- Problem description -
Where the listing below reaches the line containing "string when unset", start writing out lines exactly, and stop once the line containing "pub struct ProductImage" has been written.

- Available records -

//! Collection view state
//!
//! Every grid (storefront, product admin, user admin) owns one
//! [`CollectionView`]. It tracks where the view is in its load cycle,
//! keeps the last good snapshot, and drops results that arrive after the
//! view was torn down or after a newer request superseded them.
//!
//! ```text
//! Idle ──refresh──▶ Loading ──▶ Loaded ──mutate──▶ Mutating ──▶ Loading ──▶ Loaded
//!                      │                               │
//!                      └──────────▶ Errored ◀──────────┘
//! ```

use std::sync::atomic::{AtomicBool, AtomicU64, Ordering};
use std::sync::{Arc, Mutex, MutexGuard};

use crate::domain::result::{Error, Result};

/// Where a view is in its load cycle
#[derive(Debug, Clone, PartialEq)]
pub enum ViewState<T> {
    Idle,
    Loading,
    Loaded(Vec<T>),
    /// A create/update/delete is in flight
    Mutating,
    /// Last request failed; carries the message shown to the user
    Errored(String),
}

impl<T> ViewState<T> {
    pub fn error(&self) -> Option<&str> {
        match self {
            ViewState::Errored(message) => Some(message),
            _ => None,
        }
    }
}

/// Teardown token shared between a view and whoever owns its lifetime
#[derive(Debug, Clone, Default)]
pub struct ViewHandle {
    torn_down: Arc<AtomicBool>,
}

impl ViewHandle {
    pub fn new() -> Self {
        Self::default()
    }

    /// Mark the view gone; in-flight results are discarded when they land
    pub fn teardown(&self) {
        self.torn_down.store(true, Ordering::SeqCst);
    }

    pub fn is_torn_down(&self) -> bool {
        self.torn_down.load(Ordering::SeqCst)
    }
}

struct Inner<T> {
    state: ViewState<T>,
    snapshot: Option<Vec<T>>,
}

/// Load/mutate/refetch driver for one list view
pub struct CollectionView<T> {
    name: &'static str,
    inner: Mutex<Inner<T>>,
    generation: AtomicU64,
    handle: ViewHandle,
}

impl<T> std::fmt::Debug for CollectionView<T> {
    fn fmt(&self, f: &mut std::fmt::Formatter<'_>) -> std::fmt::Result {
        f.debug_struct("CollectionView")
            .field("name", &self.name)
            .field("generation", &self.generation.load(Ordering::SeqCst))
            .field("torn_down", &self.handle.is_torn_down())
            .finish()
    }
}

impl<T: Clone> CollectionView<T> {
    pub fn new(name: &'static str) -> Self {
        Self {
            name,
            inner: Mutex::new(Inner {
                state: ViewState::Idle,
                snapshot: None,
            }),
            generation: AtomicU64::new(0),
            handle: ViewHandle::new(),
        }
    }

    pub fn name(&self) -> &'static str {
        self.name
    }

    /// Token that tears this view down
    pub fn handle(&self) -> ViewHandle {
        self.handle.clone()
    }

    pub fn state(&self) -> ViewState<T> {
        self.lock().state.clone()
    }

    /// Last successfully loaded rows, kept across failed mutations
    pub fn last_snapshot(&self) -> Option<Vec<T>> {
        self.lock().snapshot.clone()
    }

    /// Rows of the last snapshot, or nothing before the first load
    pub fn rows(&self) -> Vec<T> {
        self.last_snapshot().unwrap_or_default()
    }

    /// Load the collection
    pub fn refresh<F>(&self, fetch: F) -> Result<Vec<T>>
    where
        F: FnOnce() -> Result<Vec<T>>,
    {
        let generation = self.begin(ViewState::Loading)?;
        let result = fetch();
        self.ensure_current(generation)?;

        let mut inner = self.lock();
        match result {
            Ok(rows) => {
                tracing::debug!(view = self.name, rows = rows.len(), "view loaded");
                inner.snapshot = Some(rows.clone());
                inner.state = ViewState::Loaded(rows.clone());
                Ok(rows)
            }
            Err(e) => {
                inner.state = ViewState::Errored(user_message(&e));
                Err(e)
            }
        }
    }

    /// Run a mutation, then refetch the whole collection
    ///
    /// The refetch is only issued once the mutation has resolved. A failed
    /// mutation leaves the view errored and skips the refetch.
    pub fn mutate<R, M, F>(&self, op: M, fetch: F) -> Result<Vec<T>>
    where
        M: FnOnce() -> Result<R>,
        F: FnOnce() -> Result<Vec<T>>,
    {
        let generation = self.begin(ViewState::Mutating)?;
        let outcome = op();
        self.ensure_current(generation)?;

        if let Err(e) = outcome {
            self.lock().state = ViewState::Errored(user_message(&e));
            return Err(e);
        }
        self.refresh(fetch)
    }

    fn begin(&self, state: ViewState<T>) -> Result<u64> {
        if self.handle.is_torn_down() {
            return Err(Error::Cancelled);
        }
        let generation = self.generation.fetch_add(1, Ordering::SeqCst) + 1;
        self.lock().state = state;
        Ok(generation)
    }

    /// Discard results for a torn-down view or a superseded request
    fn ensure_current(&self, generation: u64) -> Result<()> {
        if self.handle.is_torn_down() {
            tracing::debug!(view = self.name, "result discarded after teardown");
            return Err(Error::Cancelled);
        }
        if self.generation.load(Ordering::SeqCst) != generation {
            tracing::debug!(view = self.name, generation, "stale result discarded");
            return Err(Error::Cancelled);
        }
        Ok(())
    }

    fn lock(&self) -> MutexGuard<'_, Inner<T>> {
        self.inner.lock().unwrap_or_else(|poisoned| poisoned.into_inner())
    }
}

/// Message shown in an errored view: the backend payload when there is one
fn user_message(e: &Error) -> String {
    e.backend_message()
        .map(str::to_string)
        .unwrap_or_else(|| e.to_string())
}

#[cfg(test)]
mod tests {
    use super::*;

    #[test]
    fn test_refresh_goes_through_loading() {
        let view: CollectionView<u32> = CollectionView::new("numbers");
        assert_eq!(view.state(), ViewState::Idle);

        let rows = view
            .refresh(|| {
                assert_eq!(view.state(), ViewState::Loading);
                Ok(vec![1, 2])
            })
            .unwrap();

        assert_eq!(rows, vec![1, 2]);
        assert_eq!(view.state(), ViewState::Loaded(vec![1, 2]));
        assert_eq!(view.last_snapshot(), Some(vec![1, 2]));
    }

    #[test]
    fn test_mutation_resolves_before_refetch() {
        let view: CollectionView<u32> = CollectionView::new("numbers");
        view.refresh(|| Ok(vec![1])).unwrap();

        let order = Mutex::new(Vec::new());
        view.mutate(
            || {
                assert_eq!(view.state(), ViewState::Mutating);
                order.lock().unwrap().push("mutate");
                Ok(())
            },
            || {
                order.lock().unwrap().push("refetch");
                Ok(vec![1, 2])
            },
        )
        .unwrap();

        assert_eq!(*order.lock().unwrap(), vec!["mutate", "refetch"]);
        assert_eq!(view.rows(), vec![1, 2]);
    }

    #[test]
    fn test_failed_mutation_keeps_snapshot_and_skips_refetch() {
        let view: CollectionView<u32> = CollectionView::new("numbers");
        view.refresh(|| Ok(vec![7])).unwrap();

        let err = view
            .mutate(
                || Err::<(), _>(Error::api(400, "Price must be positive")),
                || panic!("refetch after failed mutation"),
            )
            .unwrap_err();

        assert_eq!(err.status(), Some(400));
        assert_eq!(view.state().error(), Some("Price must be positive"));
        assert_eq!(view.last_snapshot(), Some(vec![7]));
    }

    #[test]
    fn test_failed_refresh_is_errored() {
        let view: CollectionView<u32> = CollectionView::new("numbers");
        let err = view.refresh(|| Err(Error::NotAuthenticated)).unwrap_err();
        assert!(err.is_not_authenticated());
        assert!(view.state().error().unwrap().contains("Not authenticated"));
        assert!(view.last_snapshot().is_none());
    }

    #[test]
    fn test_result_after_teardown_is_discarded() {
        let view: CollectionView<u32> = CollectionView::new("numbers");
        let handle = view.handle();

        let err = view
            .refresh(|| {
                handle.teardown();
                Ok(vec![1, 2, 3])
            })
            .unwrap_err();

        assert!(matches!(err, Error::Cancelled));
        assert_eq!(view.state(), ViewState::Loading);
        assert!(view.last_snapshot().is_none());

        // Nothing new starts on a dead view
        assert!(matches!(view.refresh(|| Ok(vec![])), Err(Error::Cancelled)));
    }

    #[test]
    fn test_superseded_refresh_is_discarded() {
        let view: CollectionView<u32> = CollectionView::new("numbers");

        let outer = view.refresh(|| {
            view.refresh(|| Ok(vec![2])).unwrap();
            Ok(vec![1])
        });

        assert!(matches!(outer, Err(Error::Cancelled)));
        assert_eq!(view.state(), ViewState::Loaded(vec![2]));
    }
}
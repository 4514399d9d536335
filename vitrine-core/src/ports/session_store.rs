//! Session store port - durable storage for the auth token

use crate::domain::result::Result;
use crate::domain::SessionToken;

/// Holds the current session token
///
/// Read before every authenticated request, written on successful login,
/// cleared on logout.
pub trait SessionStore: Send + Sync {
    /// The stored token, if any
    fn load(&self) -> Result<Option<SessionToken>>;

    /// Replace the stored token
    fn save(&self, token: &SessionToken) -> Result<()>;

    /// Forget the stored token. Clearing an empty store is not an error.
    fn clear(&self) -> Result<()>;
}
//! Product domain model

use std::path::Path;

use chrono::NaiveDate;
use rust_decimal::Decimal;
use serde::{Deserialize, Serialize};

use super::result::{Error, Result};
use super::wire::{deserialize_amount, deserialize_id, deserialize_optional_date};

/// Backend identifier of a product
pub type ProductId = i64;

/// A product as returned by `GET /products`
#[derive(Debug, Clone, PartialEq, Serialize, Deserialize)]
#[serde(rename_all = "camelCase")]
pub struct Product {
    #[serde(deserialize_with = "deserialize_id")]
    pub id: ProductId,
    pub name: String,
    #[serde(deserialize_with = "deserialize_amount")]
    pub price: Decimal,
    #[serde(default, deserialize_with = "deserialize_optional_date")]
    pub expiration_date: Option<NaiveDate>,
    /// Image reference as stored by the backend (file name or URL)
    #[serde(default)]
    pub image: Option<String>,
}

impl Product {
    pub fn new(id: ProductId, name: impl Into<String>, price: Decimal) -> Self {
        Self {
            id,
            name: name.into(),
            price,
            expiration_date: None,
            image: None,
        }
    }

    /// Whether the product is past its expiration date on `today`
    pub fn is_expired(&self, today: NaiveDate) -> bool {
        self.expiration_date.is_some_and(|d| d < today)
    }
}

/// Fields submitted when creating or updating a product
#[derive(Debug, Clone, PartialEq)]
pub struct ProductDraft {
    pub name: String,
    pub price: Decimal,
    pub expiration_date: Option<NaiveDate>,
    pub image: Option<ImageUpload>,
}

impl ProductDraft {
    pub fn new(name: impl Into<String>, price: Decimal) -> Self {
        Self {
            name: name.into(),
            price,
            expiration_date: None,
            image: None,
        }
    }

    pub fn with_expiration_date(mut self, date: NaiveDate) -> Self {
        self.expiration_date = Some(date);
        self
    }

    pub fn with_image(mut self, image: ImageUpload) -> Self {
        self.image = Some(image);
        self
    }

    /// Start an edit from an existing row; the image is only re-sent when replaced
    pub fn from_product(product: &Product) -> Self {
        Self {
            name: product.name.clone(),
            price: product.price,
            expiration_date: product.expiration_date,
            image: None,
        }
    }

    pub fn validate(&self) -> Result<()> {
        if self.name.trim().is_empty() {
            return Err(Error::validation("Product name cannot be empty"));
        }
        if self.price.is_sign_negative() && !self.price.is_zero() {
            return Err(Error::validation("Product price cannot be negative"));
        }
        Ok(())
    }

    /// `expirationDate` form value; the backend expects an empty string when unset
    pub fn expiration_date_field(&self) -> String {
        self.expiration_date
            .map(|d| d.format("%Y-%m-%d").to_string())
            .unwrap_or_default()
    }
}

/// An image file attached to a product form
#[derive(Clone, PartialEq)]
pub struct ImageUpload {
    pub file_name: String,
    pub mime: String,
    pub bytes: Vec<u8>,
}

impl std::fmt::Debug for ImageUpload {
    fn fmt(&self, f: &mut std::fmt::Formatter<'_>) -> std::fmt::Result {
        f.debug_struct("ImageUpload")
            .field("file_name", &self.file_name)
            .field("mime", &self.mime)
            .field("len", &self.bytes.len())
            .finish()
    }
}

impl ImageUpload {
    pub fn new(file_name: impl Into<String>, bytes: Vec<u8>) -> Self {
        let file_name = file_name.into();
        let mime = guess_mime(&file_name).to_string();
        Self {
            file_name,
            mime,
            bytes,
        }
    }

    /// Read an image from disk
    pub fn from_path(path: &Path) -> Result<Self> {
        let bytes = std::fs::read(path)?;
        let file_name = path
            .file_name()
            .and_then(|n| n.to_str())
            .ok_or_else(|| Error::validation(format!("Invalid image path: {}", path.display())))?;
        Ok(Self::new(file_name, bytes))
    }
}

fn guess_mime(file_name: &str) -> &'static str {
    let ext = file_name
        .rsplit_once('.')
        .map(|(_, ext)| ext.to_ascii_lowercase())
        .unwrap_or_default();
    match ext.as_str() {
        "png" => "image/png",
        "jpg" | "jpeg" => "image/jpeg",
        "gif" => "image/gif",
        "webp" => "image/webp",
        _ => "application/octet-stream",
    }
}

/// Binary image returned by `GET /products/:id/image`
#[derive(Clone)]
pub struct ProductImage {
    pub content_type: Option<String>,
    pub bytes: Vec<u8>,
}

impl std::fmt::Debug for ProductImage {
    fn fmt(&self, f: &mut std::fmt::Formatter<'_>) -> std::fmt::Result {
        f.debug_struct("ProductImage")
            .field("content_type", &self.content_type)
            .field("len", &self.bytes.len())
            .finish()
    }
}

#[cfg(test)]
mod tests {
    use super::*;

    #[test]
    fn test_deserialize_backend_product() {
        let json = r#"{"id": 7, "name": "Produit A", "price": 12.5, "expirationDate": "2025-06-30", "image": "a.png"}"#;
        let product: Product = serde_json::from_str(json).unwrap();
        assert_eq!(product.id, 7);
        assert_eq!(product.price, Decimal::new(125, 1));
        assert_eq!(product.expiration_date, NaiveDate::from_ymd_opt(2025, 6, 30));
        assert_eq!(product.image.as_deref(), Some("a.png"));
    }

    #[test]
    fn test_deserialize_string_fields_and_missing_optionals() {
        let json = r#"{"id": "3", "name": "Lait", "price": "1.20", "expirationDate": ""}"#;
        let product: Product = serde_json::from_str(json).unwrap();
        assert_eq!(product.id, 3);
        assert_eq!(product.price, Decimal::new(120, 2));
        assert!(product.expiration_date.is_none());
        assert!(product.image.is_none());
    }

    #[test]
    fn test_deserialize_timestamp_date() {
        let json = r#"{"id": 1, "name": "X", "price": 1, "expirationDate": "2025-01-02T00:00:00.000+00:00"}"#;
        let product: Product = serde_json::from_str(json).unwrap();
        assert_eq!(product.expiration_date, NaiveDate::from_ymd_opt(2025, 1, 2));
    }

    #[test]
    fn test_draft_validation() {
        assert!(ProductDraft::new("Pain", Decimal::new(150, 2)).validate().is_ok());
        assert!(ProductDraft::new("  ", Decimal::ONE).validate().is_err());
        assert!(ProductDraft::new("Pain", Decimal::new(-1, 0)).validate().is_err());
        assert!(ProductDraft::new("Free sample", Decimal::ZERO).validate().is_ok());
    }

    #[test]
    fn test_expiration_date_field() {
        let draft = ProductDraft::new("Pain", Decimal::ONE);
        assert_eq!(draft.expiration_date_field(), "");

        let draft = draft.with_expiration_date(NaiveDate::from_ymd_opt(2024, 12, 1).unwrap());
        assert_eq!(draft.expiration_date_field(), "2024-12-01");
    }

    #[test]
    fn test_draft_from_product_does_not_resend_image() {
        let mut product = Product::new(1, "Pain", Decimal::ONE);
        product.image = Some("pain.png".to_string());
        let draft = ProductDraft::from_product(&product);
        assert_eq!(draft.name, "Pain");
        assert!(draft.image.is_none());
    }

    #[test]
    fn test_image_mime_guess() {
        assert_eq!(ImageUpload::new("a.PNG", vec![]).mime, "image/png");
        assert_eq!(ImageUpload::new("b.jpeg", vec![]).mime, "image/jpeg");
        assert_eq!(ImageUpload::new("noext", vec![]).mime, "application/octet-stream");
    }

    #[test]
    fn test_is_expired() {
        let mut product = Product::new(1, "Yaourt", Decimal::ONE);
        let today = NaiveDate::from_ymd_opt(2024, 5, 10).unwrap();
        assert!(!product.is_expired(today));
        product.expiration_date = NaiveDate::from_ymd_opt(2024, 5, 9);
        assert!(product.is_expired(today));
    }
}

- Written solution -
    /// `expirationDate` form value; the backend expects an empty string when unset
    pub fn expiration_date_field(&self) -> String {
        self.expiration_date
            .map(|d| d.format("%Y-%m-%d").to_string())
            .unwrap_or_default()
    }
}

/// An image file attached to a product form
#[derive(Clone, PartialEq)]
pub struct ImageUpload {
    pub file_name: String,
    pub mime: String,
    pub bytes: Vec<u8>,
}

impl std::fmt::Debug for ImageUpload {
    fn fmt(&self, f: &mut std::fmt::Formatter<'_>) -> std::fmt::Result {
        f.debug_struct("ImageUpload")
            .field("file_name", &self.file_name)
            .field("mime", &self.mime)
            .field("len", &self.bytes.len())
            .finish()
    }
}

impl ImageUpload {
    pub fn new(file_name: impl Into<String>, bytes: Vec<u8>) -> Self {
        let file_name = file_name.into();
        let mime = guess_mime(&file_name).to_string();
        Self {
            file_name,
            mime,
            bytes,
        }
    }

    /// Read an image from disk
    pub fn from_path(path: &Path) -> Result<Self> {
        let bytes = std::fs::read(path)?;
        let file_name = path
            .file_name()
            .and_then(|n| n.to_str())
            .ok_or_else(|| Error::validation(format!("Invalid image path: {}", path.display())))?;
        Ok(Self::new(file_name, bytes))
    }
}

fn guess_mime(file_name: &str) -> &'static str {
    let ext = file_name
        .rsplit_once('.')
        .map(|(_, ext)| ext.to_ascii_lowercase())
        .unwrap_or_default();
    match ext.as_str() {
        "png" => "image/png",
        "jpg" | "jpeg" => "image/jpeg",
        "gif" => "image/gif",
        "webp" => "image/webp",
        _ => "application/octet-stream",
    }
}

/// Binary image returned by `GET /products/:id/image`
#[derive(Clone)]
pub struct ProductImage {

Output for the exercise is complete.